With the boom in online sales in recent years comes catastrophic environmental consequences. Emissions related to e-commerce operations, production, storage, and the global shipping of goods have skyrocketed and e-commerce companies such as Amazon and Alibaba are facing increased criticism from climate activists. To overcome the pressure, more and more companies have recently come up with greener strategies and sustainable solutions, however the problem remains. The industry is constantly expanding, and the goal of online retailers has remained unchanged: economic growth. Our modern capitalistic societies are founded on the idea of overconsumption and buyers are continuously tricked by efficiency and convenience, which lead them to oversee their actual impact on the planet. Until this changes, the strategies that e-commerce companies are adopting are not going to change the situation drastically. But what are these strategies and what else is needed to bring about the change that climate experts are calling for? 
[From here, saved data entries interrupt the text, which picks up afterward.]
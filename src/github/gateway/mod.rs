//! Gateways for reading and mutating pull request state through Octocrab.
//!
//! The trait-based design enables mocking in tests while the Octocrab
//! implementation handles real HTTP requests. Read operations return raw
//! `serde_json::Value` payloads so the snapshot writer can persist exactly
//! what the API returned.

mod client;
mod error_mapping;
mod octocrab_gateway;

pub use octocrab_gateway::OctocrabGateway;

use async_trait::async_trait;

use crate::github::error::SyncError;
use crate::github::locator::PullRequestLocator;

/// Provider operations required by the synchronization engine.
///
/// Any REST-based code-hosting API exposing equivalent operations satisfies
/// this contract; the shipped implementation targets GitHub.
#[cfg_attr(test, mockall::automock)]
#[async_trait]
pub trait PullRequestGateway: Send + Sync {
    /// Fetch the raw pull request payload.
    async fn pull_request(
        &self,
        locator: &PullRequestLocator,
    ) -> Result<serde_json::Value, SyncError>;

    /// Fetch the raw payloads of all issue comments on the pull request.
    async fn issue_comments(
        &self,
        locator: &PullRequestLocator,
    ) -> Result<Vec<serde_json::Value>, SyncError>;

    /// Create a new comment with the given body. The provider assigns its
    /// identity; the returned payload carries it for callers that care.
    async fn create_comment(
        &self,
        locator: &PullRequestLocator,
        body: &str,
    ) -> Result<serde_json::Value, SyncError>;

    /// Change the body of an existing comment. Author and identity fields on
    /// the remote side are preserved.
    async fn edit_comment(
        &self,
        locator: &PullRequestLocator,
        comment_id: u64,
        body: &str,
    ) -> Result<serde_json::Value, SyncError>;

    /// Delete an existing comment by identity.
    async fn delete_comment(
        &self,
        locator: &PullRequestLocator,
        comment_id: u64,
    ) -> Result<(), SyncError>;

    /// Replace the entire label set of the pull request. An empty slice
    /// clears all labels.
    async fn replace_labels(
        &self,
        locator: &PullRequestLocator,
        labels: &[String],
    ) -> Result<(), SyncError>;
}
//! Error mapping helpers for the Octocrab gateway implementation.

use http::StatusCode;

use crate::github::error::SyncError;

/// Checks if a GitHub error status indicates an authentication failure.
pub(super) const fn is_auth_failure(status: StatusCode) -> bool {
    matches!(status, StatusCode::UNAUTHORIZED | StatusCode::FORBIDDEN)
}

/// Checks if an octocrab error represents a network/transport issue.
pub(super) const fn is_network_error(error: &octocrab::Error) -> bool {
    matches!(
        error,
        octocrab::Error::Http { .. }
            | octocrab::Error::Hyper { .. }
            | octocrab::Error::Service { .. }
    )
}

pub(super) fn map_octocrab_error(operation: &str, error: &octocrab::Error) -> SyncError {
    if let octocrab::Error::GitHub { source, .. } = error {
        return if is_auth_failure(source.status_code) {
            SyncError::Authentication {
                message: format!(
                    "{operation} failed: GitHub returned {status} {message}",
                    status = source.status_code,
                    message = source.message
                ),
            }
        } else {
            SyncError::Api {
                message: format!(
                    "{operation} failed with status {status}: {message}",
                    status = source.status_code,
                    message = source.message
                ),
            }
        };
    }

    if is_network_error(error) {
        return SyncError::Network {
            message: format!("{operation} failed: {error}"),
        };
    }

    SyncError::Api {
        message: format!("{operation} failed: {error}"),
    }
}

pub(super) fn map_http_error(
    operation: &str,
    status: StatusCode,
    maybe_message: Option<String>,
) -> SyncError {
    let message = maybe_message.unwrap_or_else(|| "unknown error".to_owned());
    if is_auth_failure(status) {
        SyncError::Authentication {
            message: format!("{operation} failed: GitHub returned {status} {message}"),
        }
    } else {
        SyncError::Api {
            message: format!("{operation} failed with status {status}: {message}"),
        }
    }
}

pub(super) fn extract_github_message(body: &str) -> Option<String> {
    let Ok(value) = serde_json::from_str::<serde_json::Value>(body) else {
        return None;
    };
    value
        .get("message")
        .and_then(serde_json::Value::as_str)
        .map(ToOwned::to_owned)
}
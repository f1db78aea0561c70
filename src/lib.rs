//! Prsync library crate providing bidirectional pull request synchronization.
//!
//! A pipeline step downloads a pull request's comments and labels into a
//! directory as a provider-agnostic record with verbatim provenance payloads;
//! surrounding steps may edit that record; a later step uploads the edits
//! back through minimal, identity-keyed GitHub API mutations.

pub mod config;
pub mod github;
pub mod sync;

pub use config::{PrsyncConfig, SyncMode};
pub use github::{
    CommentRecord, GitReference, LabelRecord, OctocrabGateway, PersonalAccessToken,
    PullRequestGateway, PullRequestLocator, PullRequestRecord, SyncError,
};
pub use sync::{Reconciler, SnapshotWriter, Workspace};
//! On-disk layout for synchronized pull request state.
//!
//! A workspace is the directory handed to the process. It holds the generic
//! record at `pr.json` plus a provider subtree of verbatim raw payloads:
//!
//! ```text
//! <dir>/pr.json                        generic record
//! <dir>/<provider>/pr.json            raw pull request payload
//! <dir>/<provider>/comments/<id>.json raw comment payloads
//! ```

use std::io::Write;

use camino::{Utf8Path, Utf8PathBuf};
use cap_std::ambient_authority;
use cap_std::fs_utf8::Dir;
use serde::Serialize;
use serde::de::DeserializeOwned;

use crate::github::SyncError;

/// File name of the generic record inside the workspace.
pub const RECORD_FILE: &str = "pr.json";

/// Path layout and JSON persistence for one workspace directory.
#[derive(Debug, Clone, PartialEq, Eq)]
pub struct Workspace {
    root: Utf8PathBuf,
}

impl Workspace {
    /// Creates a workspace rooted at `dir`. Nothing is touched on disk until
    /// a write occurs.
    #[must_use]
    pub fn new(dir: impl Into<Utf8PathBuf>) -> Self {
        Self { root: dir.into() }
    }

    /// Path of the generic record.
    #[must_use]
    pub fn record_path(&self) -> Utf8PathBuf {
        self.root.join(RECORD_FILE)
    }

    /// Path of the verbatim raw pull request payload for `provider`.
    #[must_use]
    pub fn raw_pull_request_path(&self, provider: &str) -> Utf8PathBuf {
        self.root.join(provider).join(RECORD_FILE)
    }

    /// Path of the verbatim raw payload for the comment with `comment_id`.
    #[must_use]
    pub fn raw_comment_path(&self, provider: &str, comment_id: u64) -> Utf8PathBuf {
        self.root
            .join(provider)
            .join("comments")
            .join(format!("{comment_id}.json"))
    }

    /// Serializes `value` as JSON to `path`, creating parent directories and
    /// truncating any prior content.
    ///
    /// # Errors
    ///
    /// Returns [`SyncError::Io`] when the file cannot be created or written,
    /// or when serialization fails.
    pub fn write_json<T: Serialize>(&self, path: &Utf8Path, value: &T) -> Result<(), SyncError> {
        let mut file = create_file_with_parents(path)?;
        let encoded = serde_json::to_vec(value).map_err(|error| SyncError::Io {
            message: format!("failed to serialize '{path}': {error}"),
        })?;
        file.write_all(&encoded).map_err(|error| SyncError::Io {
            message: format!("failed to write '{path}': {error}"),
        })?;
        file.flush().map_err(|error| SyncError::Io {
            message: format!("failed to flush '{path}': {error}"),
        })
    }

    /// Reads and deserializes JSON from `path`.
    ///
    /// # Errors
    ///
    /// Returns [`SyncError::Io`] when the file cannot be read or
    /// [`SyncError::Decode`] when its content is not valid JSON for `T`.
    pub fn read_json<T: DeserializeOwned>(&self, path: &Utf8Path) -> Result<T, SyncError> {
        let (dir, file_name) = open_payload_dir(path, false)?;
        let content = dir.read_to_string(file_name).map_err(|error| SyncError::Io {
            message: format!("failed to read '{path}': {error}"),
        })?;
        serde_json::from_str(&content).map_err(|error| SyncError::Decode {
            message: format!("failed to decode '{path}': {error}"),
        })
    }
}

/// Creates a file at `path`, ensuring parent directories exist first.
fn create_file_with_parents(path: &Utf8Path) -> Result<cap_std::fs_utf8::File, SyncError> {
    let (dir, file_name) = open_payload_dir(path, true)?;
    dir.create(file_name).map_err(|error| SyncError::Io {
        message: format!("failed to create payload file '{path}': {error}"),
    })
}

/// Opens a capability handle on the parent directory of `path` and returns it
/// with the file name. Both the read and write paths address files through
/// this handle rather than ambient `std::fs` calls. With `create` set,
/// missing parent directories are created first.
fn open_payload_dir(path: &Utf8Path, create: bool) -> Result<(Dir, &str), SyncError> {
    let parent = path.parent().unwrap_or_else(|| Utf8Path::new("."));
    let file_name = path.file_name().ok_or_else(|| SyncError::Io {
        message: format!("invalid payload path '{path}': no file name"),
    })?;

    let (anchor, rel_parent) = if parent.is_absolute() {
        let root = open_ambient("/")?;
        let rel = parent.strip_prefix("/").map_err(|_| SyncError::Io {
            message: format!("failed to normalise payload directory '{parent}'"),
        })?;
        (root, rel)
    } else {
        (open_ambient(".")?, parent)
    };

    if rel_parent.as_str().is_empty() || rel_parent == Utf8Path::new(".") {
        return Ok((anchor, file_name));
    }

    if create {
        anchor
            .create_dir_all(rel_parent)
            .map_err(|error| SyncError::Io {
                message: format!("failed to create payload directory '{parent}': {error}"),
            })?;
    }
    let dir = anchor.open_dir(rel_parent).map_err(|error| SyncError::Io {
        message: format!("failed to open payload directory '{parent}': {error}"),
    })?;
    Ok((dir, file_name))
}

fn open_ambient(path: &str) -> Result<Dir, SyncError> {
    Dir::open_ambient_dir(path, ambient_authority()).map_err(|error| SyncError::Io {
        message: format!("failed to open directory '{path}': {error}"),
    })
}
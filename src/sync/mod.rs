//! Bidirectional synchronization between GitHub and a workspace directory.
//!
//! The download path ([`SnapshotWriter`]) turns provider state into the
//! generic on-disk model with verbatim provenance payloads; the upload path
//! ([`Reconciler`]) turns a possibly edited model back into minimal provider
//! mutations. The two paths never run concurrently within one invocation,
//! and each run owns its directory exclusively.

pub mod reconcile;
pub mod snapshot;
pub mod workspace;

pub use reconcile::Reconciler;
pub use snapshot::SnapshotWriter;
pub use workspace::{RECORD_FILE, Workspace};
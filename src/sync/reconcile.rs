//! Upload path: reconciles provider state to match an edited workspace.
//!
//! Two sub-syncs run unconditionally in a fixed order. Labels are replaced
//! wholesale — the on-disk list is the desired set, an empty list clears all
//! remote labels. Comments are reconciled through an identity-keyed diff:
//! remote comments absent from the record are deleted, matched comments with
//! a differing body are edited in place, and record comments that matched no
//! remote identity (chiefly those with no identity at all) are created.
//! Convergence does not depend on processing order because every operation is
//! keyed by identity, not position.

use std::collections::HashMap;

use camino::Utf8Path;

use crate::github::SyncError;
use crate::github::gateway::PullRequestGateway;
use crate::github::locator::PullRequestLocator;
use crate::github::models::{ApiComment, CommentRecord, PullRequestRecord};

use super::workspace::Workspace;

/// Applies the minimal set of provider mutations needed to make remote state
/// match the workspace record.
///
/// The reconciler is not atomic: a failed call aborts the upload and calls
/// already issued are not undone, matching the remote API it drives.
/// Re-running the upload is the recovery mechanism; every operation except
/// creating an identity-less comment is safely re-appliable.
pub struct Reconciler<'client, Gateway>
where
    Gateway: PullRequestGateway,
{
    client: &'client Gateway,
}

impl<'client, Gateway> Reconciler<'client, Gateway>
where
    Gateway: PullRequestGateway,
{
    /// Create a new reconciler using the provided gateway.
    #[must_use]
    pub const fn new(client: &'client Gateway) -> Self {
        Self { client }
    }

    /// Reads the generic record from `dir` and uploads its mutations.
    ///
    /// # Errors
    ///
    /// Returns [`SyncError::Io`] when the record cannot be read,
    /// [`SyncError::Decode`] when it holds malformed JSON, and propagates the
    /// first failed gateway call unchanged.
    pub async fn upload(
        &self,
        locator: &PullRequestLocator,
        dir: &Utf8Path,
    ) -> Result<(), SyncError> {
        let workspace = Workspace::new(dir);
        let record_path = workspace.record_path();
        let record: PullRequestRecord = workspace.read_json(&record_path)?;
        tracing::info!(
            number = locator.number().get(),
            path = %record_path,
            "uploading pull request state"
        );

        self.sync_labels(locator, &record).await?;
        self.sync_comments(locator, &record).await
    }

    /// Replaces the remote label set with the record's label texts.
    async fn sync_labels(
        &self,
        locator: &PullRequestLocator,
        record: &PullRequestRecord,
    ) -> Result<(), SyncError> {
        let labels: Vec<String> = record
            .labels
            .iter()
            .map(|label| label.text.clone())
            .collect();
        tracing::info!(number = locator.number().get(), ?labels, "replacing label set");
        self.client.replace_labels(locator, &labels).await
    }

    /// Diffs the record's comments against the provider's current list and
    /// issues the minimal create/edit/delete calls.
    async fn sync_comments(
        &self,
        locator: &PullRequestLocator,
        record: &PullRequestRecord,
    ) -> Result<(), SyncError> {
        // Desired state: identity-keyed map plus a bucket of locally
        // authored comments. Two new comments with identical text stay
        // distinct and are both created.
        let mut desired: HashMap<u64, &CommentRecord> = HashMap::new();
        let mut authored: Vec<&CommentRecord> = Vec::new();
        for comment in &record.comments {
            if comment.id == 0 {
                authored.push(comment);
            } else {
                desired.insert(comment.id, comment);
            }
        }

        for payload in self.client.issue_comments(locator).await? {
            let current: ApiComment =
                serde_json::from_value(payload).map_err(|error| SyncError::Decode {
                    message: format!("unexpected comment payload: {error}"),
                })?;

            match desired.remove(&current.id) {
                None => {
                    tracing::info!(id = current.id, "deleting comment");
                    self.client.delete_comment(locator, current.id).await?;
                }
                Some(wanted) if wanted.text != current.body.as_deref().unwrap_or_default() => {
                    tracing::info!(id = current.id, "updating comment body");
                    self.client
                        .edit_comment(locator, current.id, &wanted.text)
                        .await?;
                }
                Some(_) => {}
            }
        }

        // Leftovers matched no remote identity; the provider assigns new
        // identities, which a subsequent download picks up.
        for comment in desired.into_values().chain(authored) {
            tracing::info!(text = %comment.text, "creating comment");
            self.client.create_comment(locator, &comment.text).await?;
        }

        Ok(())
    }
}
As we have explored in one of our recent articles, there is a misconception that online shopping is the least environmentally-friendly option for consumers. However, its degree of sustainability ultimately comes down to consumers’ behaviour. Researchers at the Amsterdam University of Applied Sciences and MIT found that the total amount of emissions generated by in-person or traditional shopping varies greatly depending on the means of transport in which consumers use to reach the store. Similarly, emissions deriving from online shopping depend considerably on the shipping method that consumers opt for. Indeed, these studies found that, when shoppers travel by car or similar means of transport, they have a much greater carbon footprint than when buying online, given that they do not choose express delivery. It is exactly the latter option, however, that worries experts.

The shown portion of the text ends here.